Police are investigating claims that Dwaine Haughton may have been targeted simply because he had wandered into a rival gang’s territory.
The 24-year-old was shot in the head in an execution-style killing as he sat in a blue Peugeot 207 car in Wolverhampton on Friday night. Minutes later, he was driven to the nearby New Cross hospital, where armed police were called as officers scoured the area.
Detectives said they believe Haughton, known by his nickname Big D, was “deliberately targeted” and that his death may be the culmination of a number of tit-for-tat firearms offences over the last six months which led one local judge to liken the city to the “wild wild west.”
Haughton’s murder, and the fear of immediate reprisals, led West Midlands Police to enforce a Section 60 order in the city for an unprecedented fifth time in two months.
The order gives police officers powers to stop and search suspects without reasonable grounds where there is a risk of violence, or where it is believed that weapons are being carried.
Wolverhampton has been gripped by territorial gang violence which has intensified in the last six months with multiple reports of gunfire and violence.
Gangland sources in the city told HuffPost UK that warring rivals were based in Pendeford and the Park Village and Low Hill districts.
One youth worker, who did not want to be named, said: “They are shooting at each other over drug sales and petty issues of respect. People are getting shot for just being in the wrong area at the wrong time.
“Dwaine had links to the Pendeford boys because he lived in those parts and so he was taking a risk being in the Park Village area. It must have been an opportunist hit. Someone’s probably just noticed him in a car and taken a shot at him.”
Police said they were probing claims that Haughton’s murder may be linked to a drive-by shooting just a week earlier at the Gatehouse pub near Low Hill.
Last night tributes were paid to Haughton by his family, who described him as “the most caring, loving and thoughtful.”
The victim’s family said: “You have left a big hole in all of our hearts. We will forever miss your beautiful cheeky smile and infectious laugh. Love and miss you son, grandson, brother, uncle, nephew and cousin.

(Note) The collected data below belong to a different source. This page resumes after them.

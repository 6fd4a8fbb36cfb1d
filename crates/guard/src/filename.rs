//! Upload filename helpers.
//!
//! Pure string transforms a host applies before handing a validated upload
//! to its storage collaborator. Nothing here touches the filesystem.

use std::path::Path;

use uuid::Uuid;

/// Longest sanitized name retained.
const MAX_NAME_LEN: usize = 200;

/// Sanitize a filename for safe storage.
///
/// Strips any path components, maps characters outside
/// `[a-zA-Z0-9.-_]` to `_`, and caps the length.
pub fn sanitize_filename(filename: &str) -> String {
    let name = Path::new(filename)
        .file_name()
        .and_then(|n| n.to_str())
        .unwrap_or(filename);

    name.chars()
        .map(|c| match c {
            'a'..='z' | 'A'..='Z' | '0'..='9' | '.' | '-' | '_' => c,
            _ => '_',
        })
        .take(MAX_NAME_LEN)
        .collect()
}

/// Produce a collision-free storage name: a time-ordered unique prefix
/// joined to the sanitized original name.
pub fn unique_filename(filename: &str) -> String {
    format!(
        "{}_{}",
        Uuid::now_v7().simple(),
        sanitize_filename(filename)
    )
}
//! Guard error types.
//!
//! Validation violations are not errors: they are reported through
//! [`ValidationReporter`](crate::report::ValidationReporter) and recovered
//! in place. The variants here cover host wiring mistakes only.

use thiserror::Error;

/// Errors surfaced to the hosting application.
#[derive(Debug, Error)]
pub enum GuardError {
    /// `InputGuard::initialize` was called a second time.
    #[error("input guard already initialized")]
    AlreadyInitialized,

    /// Two file-selection controls were built with the same id.
    #[error("duplicate input id: {0}")]
    DuplicateInput(String),
}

“You were the most caring loving and thoughtful boyfriend and would have been the most perfect husband and father.
“We love you more than words can show, I think about you more than you could ever know. Until forever this will be true, because there is no one I would ever love the way I love you.

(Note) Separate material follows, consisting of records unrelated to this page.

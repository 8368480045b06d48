//! Connection bootstrap for the SQLite cache store.
//!
//! # Invariants
//! - Returned connections have `foreign_keys=ON`.
//! - Returned connections have migrations fully applied.

use super::migrations::apply_migrations;
use super::DbResult;
use log::{error, info};
use rusqlite::Connection;
use std::path::Path;
use std::time::{Duration, Instant};

const BUSY_TIMEOUT: Duration = Duration::from_secs(5);

/// Opens a cache database file and applies all pending migrations.
///
/// # Side effects
/// - Emits `db_open` logging events with duration and status.
pub fn open_db(path: impl AsRef<Path>) -> DbResult<Connection> {
    open_with("file", || Connection::open(path))
}

/// Opens an in-memory cache database and applies all pending migrations.
pub fn open_db_in_memory() -> DbResult<Connection> {
    open_with("memory", Connection::open_in_memory)
}

fn open_with(
    mode: &'static str,
    open: impl FnOnce() -> rusqlite::Result<Connection>,
) -> DbResult<Connection> {
    let started_at = Instant::now();
    info!("event=db_open module=db status=start mode={mode}");

    let mut conn = open().map_err(|err| {
        error!(
            "event=db_open module=db status=error mode={mode} duration_ms={} error_code=db_open_failed error={}",
            started_at.elapsed().as_millis(),
            err
        );
        err
    })?;

    if let Err(err) = bootstrap_connection(&mut conn) {
        error!(
            "event=db_open module=db status=error mode={mode} duration_ms={} error_code=db_bootstrap_failed error={}",
            started_at.elapsed().as_millis(),
            err
        );
        return Err(err);
    }

    info!(
        "event=db_open module=db status=ok mode={mode} duration_ms={}",
        started_at.elapsed().as_millis()
    );
    Ok(conn)
}

fn bootstrap_connection(conn: &mut Connection) -> DbResult<()> {
    conn.execute_batch("PRAGMA foreign_keys = ON;")?;
    conn.busy_timeout(BUSY_TIMEOUT)?;
    apply_migrations(conn)?;
    Ok(())
}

“If tears could build a staircase and memories a lane I’d ride up to heaven and bring you home again.”
Chief Superintendent of Wolverhampton Police, Jayne Meir, said the murder investigation was at a “very early” stage but said officers were working tirelessly on the case.
She revealed she was left “devastated” by the tragedy, adding: “I think tensions are running high at the moment. People will know the victim and will be concerned about the level of violence that we are seeing in Wolverhampton at the moment.”
Officers will now spend the coming days trawling through CCTV, reviewing forensic evidence from the scene and continuing house-to-house enquiries.
Detectives will also examine the vehicle the victim was in when he was rushed to New Cross Hospital following the shooting.
Anyone with information is urged to call the homicide team on 101, quoting log 2914 of July 20 or Crimestoppers anonymously on 0800 555 111.